Challengers’ Technical Aspects Elevate This Enjoyable Thriller

Recently, many have lamented the disappearance of the erotic thriller from cineplexes in the modern era. The latest film from director Luca Guadagnino may be more thriller than erotic, but it’s the closest we’ve gotten in a bit. Challengers follows Tashi (Zendaya) and Art Donaldson (Mike Faist), a married couple with Tashi serving as Art’s coach who has transformed her husband from a mediocre player into a world-famous grand slam champion. Art is at a career crossroads, struggling and contemplating retirement, when Tashi makes him play a challenger event to jolt him out of his recent losing streak. Art makes it to the finals and finds himself across the tennis court from the once-promising, now burnt-out Patrick Zweig (Josh O’Connor), his former best friend and Tashi’s former boyfriend. The match ends up presenting higher stakes than just the event championship, opening old wounds and reestablishing old connections.

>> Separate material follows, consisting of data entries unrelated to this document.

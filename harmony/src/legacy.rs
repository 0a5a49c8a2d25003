// Distributed under The MIT License (MIT)
//
// Copyright (c) 2024 The `image-rs` developers
//! The legacy image model: a flat stack of planes with lookup tables.
//!
//! A legacy image stores `channels × slices × frames` planes of identical size, ordered as
//! described by [`PlaneSequencer`]. How its pixels are displayed depends on whether it has a
//! single lookup table for the whole image or one per channel.
mod lut;
mod stack;

use image_dataset::tables::GRAYS;
use image_dataset::{tables, ColorTable};

pub use self::lut::{DisplayRange, Lut};
pub use self::stack::{ImageStack, Plane};

use crate::sequence::PlaneSequencer;
use crate::HarmonyError;

/// The encoding of legacy pixels.
#[derive(Clone, Copy, Debug, PartialEq, Eq, Hash)]
pub enum PixelType {
    /// Unsigned 8-bit gray values or color table indices.
    Gray8,
    /// Unsigned 16-bit gray values.
    Gray16,
    /// 32-bit floating point gray values.
    Gray32,
    /// Packed `0xAARRGGBB` direct color.
    ColorRgb,
}

/// How the channels of an image with per channel tables are shown.
#[derive(Clone, Copy, Debug, PartialEq, Eq, Hash)]
pub enum DisplayMode {
    /// All channels overlaid, each in its own color.
    Composite,
    /// One channel at a time, in its own color.
    Color,
    /// One channel at a time, in gray.
    Grayscale,
}

/// The lookup tables of a legacy image.
#[derive(Clone, Debug, PartialEq)]
pub enum LegacyChannels {
    /// A single table and range shared by every plane.
    Single(Lut),
    /// One table and range per channel.
    Composite { luts: Vec<Lut>, mode: DisplayMode },
}

/// A stack of 2D planes with color lookup tables.
#[derive(Clone, Debug, PartialEq)]
pub struct LegacyImage {
    pixel_type: PixelType,
    channels: usize,
    slices: usize,
    frames: usize,
    stack: ImageStack,
    luts: LegacyChannels,
}

impl LegacyImage {
    /// A zeroed image with a single gray table.
    pub fn new(
        pixel_type: PixelType,
        width: usize,
        height: usize,
        channels: usize,
        slices: usize,
        frames: usize,
    ) -> Self {
        LegacyImage {
            pixel_type,
            channels,
            slices,
            frames,
            stack: ImageStack::new(width, height, channels * slices * frames),
            luts: LegacyChannels::Single(make_8bit_lut(&GRAYS)),
        }
    }

    /// A zeroed image with one table per channel, drawn from the default progression.
    pub fn composite(
        pixel_type: PixelType,
        width: usize,
        height: usize,
        channels: usize,
        slices: usize,
        frames: usize,
        mode: DisplayMode,
    ) -> Self {
        let luts = (0..channels)
            .map(|c| make_8bit_lut(&tables::default_color_table(c)))
            .collect();

        LegacyImage {
            luts: LegacyChannels::Composite { luts, mode },
            ..Self::new(pixel_type, width, height, channels, slices, frames)
        }
    }

    /// Assemble an image from existing planes and tables.
    ///
    /// The stack must hold exactly `channels × slices × frames` planes, and a composite image
    /// must have one table per channel.
    pub fn from_stack(
        pixel_type: PixelType,
        stack: ImageStack,
        channels: usize,
        slices: usize,
        frames: usize,
        luts: LegacyChannels,
    ) -> Result<Self, HarmonyError> {
        let expected = channels * slices * frames;
        if stack.len() != expected {
            return Err(HarmonyError::StackMismatch {
                expected,
                actual: stack.len(),
                width: stack.width(),
                height: stack.height(),
            });
        }

        if let LegacyChannels::Composite { luts, .. } = &luts {
            if luts.len() != channels {
                return Err(HarmonyError::ChannelMismatch {
                    view: luts.len(),
                    legacy: channels,
                });
            }
        }

        Ok(LegacyImage {
            pixel_type,
            channels,
            slices,
            frames,
            stack,
            luts,
        })
    }

    pub fn pixel_type(&self) -> PixelType {
        self.pixel_type
    }

    pub fn width(&self) -> usize {
        self.stack.width()
    }

    pub fn height(&self) -> usize {
        self.stack.height()
    }

    /// The number of channels.
    pub fn n_channels(&self) -> usize {
        self.channels
    }

    /// The number of focal planes.
    pub fn n_slices(&self) -> usize {
        self.slices
    }

    /// The number of time points.
    pub fn n_frames(&self) -> usize {
        self.frames
    }

    /// The numbering of this image's planes.
    pub fn sequencer(&self) -> PlaneSequencer {
        PlaneSequencer::new(self.channels, self.slices, self.frames)
    }

    pub fn stack(&self) -> &ImageStack {
        &self.stack
    }

    pub fn stack_mut(&mut self) -> &mut ImageStack {
        &mut self.stack
    }

    pub fn channels(&self) -> &LegacyChannels {
        &self.luts
    }

    pub fn is_composite(&self) -> bool {
        matches!(self.luts, LegacyChannels::Composite { .. })
    }

    /// The per channel tables, `None` for an image with a single table.
    pub fn luts(&self) -> Option<&[Lut]> {
        match &self.luts {
            LegacyChannels::Single(_) => None,
            LegacyChannels::Composite { luts, .. } => Some(luts),
        }
    }

    /// The single table, `None` for an image with per channel tables.
    pub fn color_model(&self) -> Option<&Lut> {
        match &self.luts {
            LegacyChannels::Single(lut) => Some(lut),
            LegacyChannels::Composite { .. } => None,
        }
    }

    /// Replace the colors of the single table, keeping the display range.
    pub fn set_color_model(&mut self, lut: Lut) -> Result<(), HarmonyError> {
        match &mut self.luts {
            LegacyChannels::Single(current) => {
                current.recolor(lut);
                Ok(())
            }
            LegacyChannels::Composite { luts, .. } => Err(HarmonyError::ChannelMismatch {
                view: 1,
                legacy: luts.len(),
            }),
        }
    }

    /// Replace the colors of one channel's table, keeping its display range.
    ///
    /// Channels are counted from zero.
    pub fn set_channel_lut(&mut self, lut: Lut, channel: usize) -> Result<(), HarmonyError> {
        match &mut self.luts {
            LegacyChannels::Single(_) => Err(HarmonyError::NotComposite),
            LegacyChannels::Composite { luts, .. } => {
                let count = luts.len();
                let current = luts
                    .get_mut(channel)
                    .ok_or(HarmonyError::ChannelMismatch {
                        view: channel + 1,
                        legacy: count,
                    })?;
                current.recolor(lut);
                Ok(())
            }
        }
    }

    /// Set the range of one channel's table.
    pub fn set_channel_range(
        &mut self,
        channel: usize,
        range: DisplayRange,
    ) -> Result<(), HarmonyError> {
        match &mut self.luts {
            LegacyChannels::Single(_) => Err(HarmonyError::NotComposite),
            LegacyChannels::Composite { luts, .. } => {
                let count = luts.len();
                let current = luts
                    .get_mut(channel)
                    .ok_or(HarmonyError::ChannelMismatch {
                        view: channel + 1,
                        legacy: count,
                    })?;
                current.set_range(range);
                Ok(())
            }
        }
    }

    /// The display mode, `None` for an image with a single table.
    pub fn mode(&self) -> Option<DisplayMode> {
        match self.luts {
            LegacyChannels::Single(_) => None,
            LegacyChannels::Composite { mode, .. } => Some(mode),
        }
    }

    pub fn set_mode(&mut self, new_mode: DisplayMode) -> Result<(), HarmonyError> {
        match &mut self.luts {
            LegacyChannels::Single(_) => Err(HarmonyError::NotComposite),
            LegacyChannels::Composite { mode, .. } => {
                *mode = new_mode;
                Ok(())
            }
        }
    }

    /// The lower end of the display range.
    ///
    /// For an image with per channel tables this is the range of the first channel.
    pub fn display_range_min(&self) -> f64 {
        self.display_range().min
    }

    /// The upper end of the display range.
    ///
    /// For an image with per channel tables this is the range of the first channel.
    pub fn display_range_max(&self) -> f64 {
        self.display_range().max
    }

    fn display_range(&self) -> DisplayRange {
        match &self.luts {
            LegacyChannels::Single(lut) => lut.range(),
            LegacyChannels::Composite { luts, .. } => {
                luts.first().map(Lut::range).unwrap_or_default()
            }
        }
    }

    /// Set the display range of every table.
    pub fn set_display_range(&mut self, min: f64, max: f64) {
        let range = DisplayRange::new(min, max);
        match &mut self.luts {
            LegacyChannels::Single(lut) => lut.set_range(range),
            LegacyChannels::Composite { luts, .. } => {
                luts.iter_mut().for_each(|lut| lut.set_range(range))
            }
        }
    }
}

/// Copy a color table into a legacy lookup table, entry by entry.
///
/// The new table covers the default range.
pub fn make_8bit_lut(table: &ColorTable) -> Lut {
    let mut reds = [0; 256];
    let mut greens = [0; 256];
    let mut blues = [0; 256];

    for idx in 0..=u8::MAX {
        let i = usize::from(idx);
        reds[i] = table.get(0, idx);
        greens[i] = table.get(1, idx);
        blues[i] = table.get(2, idx);
    }

    Lut::new(reds, greens, blues)
}

/// Copy the colors of a legacy lookup table into a color table.
pub fn make_8bit_color_table(lut: &Lut) -> ColorTable {
    ColorTable::new(*lut.reds(), *lut.greens(), *lut.blues())
}
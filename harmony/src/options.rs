// Distributed under The MIT License (MIT)
//
// Copyright (c) 2024 The `image-rs` developers
#[cfg(feature = "serde")]
use serde::{Deserialize, Serialize};

/// How samples outside of the 8-bit range are packed into legacy pixels.
#[derive(Clone, Copy, Debug, Default, PartialEq, Eq, Hash)]
#[cfg_attr(feature = "serde", derive(Serialize, Deserialize))]
#[cfg_attr(feature = "serde", serde(rename_all = "kebab-case"))]
pub enum OverflowPolicy {
    /// Truncate toward zero and keep the low eight bits, so `300` becomes `44`.
    ///
    /// This is what legacy images have always done with foreign data.
    #[default]
    Wrap,
    /// Fail with [`HarmonyError::ValueOutOfRange`](crate::HarmonyError::ValueOutOfRange).
    Reject,
}

/// Tunables of the harmonizers.
#[derive(Clone, Debug, Default, PartialEq)]
#[cfg_attr(feature = "serde", derive(Serialize, Deserialize))]
#[cfg_attr(feature = "serde", serde(default))]
pub struct HarmonizerOptions {
    pub overflow: OverflowPolicy,
}

impl HarmonizerOptions {
    pub fn with_overflow(self, overflow: OverflowPolicy) -> Self {
        HarmonizerOptions { overflow, ..self }
    }
}
// Distributed under The MIT License (MIT)
//
// Copyright (c) 2024 The `image-rs` developers
use thiserror::Error;

use crate::Axis;

/// A cursor was read or written outside of the store.
///
/// The store is the only place where positions are validated. Positioning a cursor is always
/// accepted, the error surfaces on the first access at the bad position.
#[derive(Clone, Debug, PartialEq, Eq, Error)]
#[error("position {position:?} is outside of the store with shape {shape:?}")]
pub struct IndexError {
    /// The position of the cursor at the time of the access.
    pub position: Vec<usize>,
    /// The shape of the store.
    pub shape: Vec<usize>,
}

/// The axes requested for a new dataset are not usable.
#[derive(Clone, Debug, PartialEq, Eq, Error)]
pub enum AxisError {
    #[error("axis {0} was given more than once")]
    Duplicate(Axis),
}
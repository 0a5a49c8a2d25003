// Distributed under The MIT License (MIT)
//
// Copyright (c) 2024 The `image-rs` developers
//! Color tables and display ranges between a display and a legacy image.
//!
//! Color tables are a property of the view, not of the dataset. The legacy image keeps them in
//! its lookup tables together with the display range, and with an image that has per channel
//! tables additionally decides how the channels are combined on screen.
use image_dataset::tables::{default_color_table, GRAYS};
use image_dataset::{ColorTable, Dataset};

use crate::display::{ImageDisplay, LutConverter};
use crate::legacy::{make_8bit_color_table, make_8bit_lut, DisplayMode, DisplayRange, Lut};
use crate::{DisplayHarmonizer, HarmonyError, LegacyChannels, LegacyImage, PixelType};

/// Synchronizes the color tables and display ranges of a display with a legacy image.
#[derive(Clone, Copy, Debug, Default)]
pub struct ColorTableHarmonizer;

impl ColorTableHarmonizer {
    pub fn new() -> Self {
        ColorTableHarmonizer
    }
}

impl DisplayHarmonizer for ColorTableHarmonizer {
    /// Set the color tables and converter ranges of the active view from a legacy image.
    ///
    /// Does nothing when the display has no active view.
    fn update_display(
        &self,
        display: &mut ImageDisplay,
        image: &LegacyImage,
    ) -> Result<(), HarmonyError> {
        let tables = color_tables_from_legacy(image);
        assign_color_tables(display, tables)?;
        assign_channel_min_max(display, image)
    }

    /// Set the lookup tables and display ranges of a legacy image from a display.
    ///
    /// An image with per channel tables takes the tables of the active view, or the default
    /// progression without one. An image with a single table takes the first color table of
    /// `dataset`, the data shown by the display.
    fn update_legacy_image(
        &self,
        display: &ImageDisplay,
        dataset: &Dataset,
        image: &mut LegacyImage,
    ) -> Result<(), HarmonyError> {
        if image.is_composite() {
            match display.active_view() {
                None => set_composite_luts_to_default(image)?,
                Some(view) => set_composite_luts(image, view.color_tables())?,
            }
        } else {
            let table = dataset.color_table(0).unwrap_or(&GRAYS);
            image.set_color_model(make_8bit_lut(table))?;
        }

        assign_image_min_max(display, image)
    }
}

/// The color tables a legacy image is displayed with.
///
/// A direct color image has no tables of its own, it is shown with a default table for each of
/// the three components of every channel.
pub fn color_tables_from_legacy(image: &LegacyImage) -> Vec<ColorTable> {
    match image.channels() {
        LegacyChannels::Composite { luts, .. } => luts.iter().map(make_8bit_color_table).collect(),
        LegacyChannels::Single(_) if image.pixel_type() == PixelType::ColorRgb => {
            (0..3 * image.n_channels()).map(default_color_table).collect()
        }
        LegacyChannels::Single(lut) => vec![make_8bit_color_table(lut)],
    }
}

/// Assign color tables to the slots of the active view.
///
/// A single table goes to every slot, otherwise tables are assigned by channel index.
fn assign_color_tables(
    display: &mut ImageDisplay,
    tables: Vec<ColorTable>,
) -> Result<(), HarmonyError> {
    let Some(view) = display.active_view_mut() else {
        log::debug!("no active view, color tables left unchanged");
        return Ok(());
    };

    let slots = view.color_tables().len();
    if tables.len() == 1 {
        for idx in 0..slots {
            view.set_color_table(tables[0].clone(), idx);
        }
    } else {
        if tables.len() > slots {
            return Err(HarmonyError::ChannelMismatch {
                view: slots,
                legacy: tables.len(),
            });
        }

        for (idx, table) in tables.into_iter().enumerate() {
            view.set_color_table(table, idx);
        }
    }

    // The cached plane was rendered with the old tables.
    view.projector_mut().map();
    display.update();
    Ok(())
}

/// Copy the display ranges of a legacy image into the converters of the active view.
fn assign_channel_min_max(
    display: &mut ImageDisplay,
    image: &LegacyImage,
) -> Result<(), HarmonyError> {
    let Some(view) = display.active_view_mut() else {
        return Ok(());
    };

    let count = view.converters().len();
    let ranges: Vec<DisplayRange> = match image.channels() {
        LegacyChannels::Composite { luts, .. } => {
            if luts.len() != count {
                return Err(HarmonyError::ChannelMismatch {
                    view: count,
                    legacy: luts.len(),
                });
            }

            luts.iter().map(Lut::range).collect()
        }
        LegacyChannels::Single(lut) => vec![lut.range(); count],
    };

    for (converter, range) in view.converters_mut().iter_mut().zip(ranges) {
        converter.set_min(range.min);
        converter.set_max(range.max);
    }

    Ok(())
}

/// Give every channel its table from the default progression and show them overlaid.
fn set_composite_luts_to_default(image: &mut LegacyImage) -> Result<(), HarmonyError> {
    log::debug!("assigning default lookup tables to {} channels", image.n_channels());
    for channel in 0..image.n_channels() {
        let lut = make_8bit_lut(&default_color_table(channel));
        image.set_channel_lut(lut, channel)?;
    }

    image.set_mode(DisplayMode::Composite)
}

/// Give every channel the table of the same view slot.
///
/// The image is shown in gray when every table is gray, otherwise in color. Without any tables
/// this falls back to the default progression.
fn set_composite_luts(image: &mut LegacyImage, tables: &[ColorTable]) -> Result<(), HarmonyError> {
    if tables.is_empty() {
        return set_composite_luts_to_default(image);
    }

    let channels = image.n_channels();
    if tables.len() < channels {
        return Err(HarmonyError::ChannelMismatch {
            view: tables.len(),
            legacy: channels,
        });
    }

    let mut all_gray = true;
    for (channel, table) in tables.iter().take(channels).enumerate() {
        all_gray &= table.is_gray();
        image.set_channel_lut(make_8bit_lut(table), channel)?;
    }

    let mode = if all_gray {
        DisplayMode::Grayscale
    } else {
        DisplayMode::Color
    };

    log::debug!("assigned {} view tables, mode {:?}", channels, mode);
    image.set_mode(mode)
}

/// Copy the converter ranges of the active view into the legacy image.
///
/// An image with a single range receives the span of all converter ranges.
fn assign_image_min_max(display: &ImageDisplay, image: &mut LegacyImage) -> Result<(), HarmonyError> {
    let Some(view) = display.active_view() else {
        return Ok(());
    };

    let ranges = view.converters().iter().map(LutConverter::range);
    match image.luts().map(<[Lut]>::len) {
        Some(luts) => {
            if luts != view.converters().len() {
                return Err(HarmonyError::ChannelMismatch {
                    view: view.converters().len(),
                    legacy: luts,
                });
            }

            for (channel, range) in ranges.enumerate() {
                image.set_channel_range(channel, range)?;
            }
        }
        None => {
            if let Some(span) = DisplayRange::span(ranges) {
                image.set_display_range(span.min, span.max);
            }
        }
    }

    Ok(())
}
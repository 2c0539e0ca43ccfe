//! Parser layer
//! - error.rs: ParseError
//! - types.rs: Common types (PackageInfo, Dependency)
//! - package_json.rs: package.json parser

pub mod error;
pub mod package_json;
pub mod types;

pub use error::ParseError;
pub use package_json::PackageJsonParser;
pub use types::{Dependency, PackageInfo, is_manifest};
//! npm registry HTTP implementation

use std::time::Duration;

use tracing::{debug, warn};

use crate::config::FETCH_TIMEOUT_MS;
use crate::version::error::RegistryError;
use crate::version::registries::PackageDocument;
use crate::version::registry::{RawMetadata, Registry};

/// Abbreviated metadata is enough for version listings and much smaller
const ACCEPT_HEADER: &str = "application/vnd.npm.install-v1+json; q=1.0, application/json; q=0.8";

/// Registry implementation talking to the registry over HTTP
pub struct HttpRegistry {
    client: reqwest::Client,
}

impl HttpRegistry {
    pub fn new() -> Self {
        Self {
            client: reqwest::Client::builder()
                .user_agent(concat!(
                    env!("CARGO_PKG_NAME"),
                    "/",
                    env!("CARGO_PKG_VERSION")
                ))
                .timeout(Duration::from_millis(FETCH_TIMEOUT_MS))
                .build()
                .unwrap_or_default(),
        }
    }

    /// Encode package name for URL (handles scoped packages)
    fn encode_package_name(package_name: &str) -> String {
        if package_name.starts_with('@') {
            // Scoped package: @scope/name -> @scope%2Fname
            package_name.replace('/', "%2F")
        } else {
            package_name.to_string()
        }
    }
}

impl Default for HttpRegistry {
    fn default() -> Self {
        Self::new()
    }
}

#[async_trait::async_trait]
impl Registry for HttpRegistry {
    async fn fetch(
        &self,
        package_name: &str,
        endpoint: &str,
    ) -> Result<RawMetadata, RegistryError> {
        let endpoint = endpoint.trim_end_matches('/');
        let url = format!("{}/{}", endpoint, Self::encode_package_name(package_name));
        debug!("GET {}", url);

        let response = self
            .client
            .get(&url)
            .header(reqwest::header::ACCEPT, ACCEPT_HEADER)
            .send()
            .await?;

        let status = response.status();

        if status == reqwest::StatusCode::NOT_FOUND {
            return Err(RegistryError::NotFound(package_name.to_string()));
        }

        if !status.is_success() {
            warn!("npm registry returned status {}: {}", status, url);
            return Err(RegistryError::Status {
                status: status.as_u16(),
                url,
            });
        }

        let document: PackageDocument = response.json().await.map_err(|e| {
            warn!("Failed to parse npm registry response: {}", e);
            RegistryError::InvalidResponse(e.to_string())
        })?;

        let versions = document
            .versions
            .ok_or_else(|| RegistryError::Empty(package_name.to_string()))?
            .into_versions();

        Ok(RawMetadata {
            versions,
            registry: endpoint.to_string(),
        })
    }
}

Challengers is a psychological thriller full of tension and intrigue as members of this toxic triangle seek to manipulate one another to varying ends with a bit of love and emotion intertwined with their machinations. Where the film excels in establishing this tension and building audience empathy and intrigue in their love triangle is the structure in which the story of how their conflict came to be is established. The film begins with two tennis pros facing off the in the final of a challenger event with the camera making a dolly zoom into the face of a woman in sunglasses intently observing the match. From there, we flashback to various points in the lives of Art and Tashi, their family life, and the tension surrounding how Tashi guides Art through his career and pressures him to become a better player. As we flash forward and backward through time, we’re slowly introduced to Art and Patrick’s friendship, how they met Tashi, and how their triangle came to be. It’s slow drip storytelling that reveals the characters’ backstories piece by piece gradually pulling in the audience, making them follow a trail of breadcrumbs that lead right into the film’s emotionally explosive finale that’s played out in a dialogue sparse tennis match.

This buildup strengthens what could have been a ho hum story about a love triangle, fostering intrigue and creating investment in the audience as it has to wait to get the full picture, but is given just enough information to motivate them to figurately keep turning the pages on the story. This strategy is aided by believable chemistry between Zendaya, Faist, and O’Connor, all of whom provide quality performances and sell the history, emotion, and tension between the trio. Zendaya is slick and calculating as the manipulative Tashi, making the perfect foil to O’Connor’s equally devious Patrick.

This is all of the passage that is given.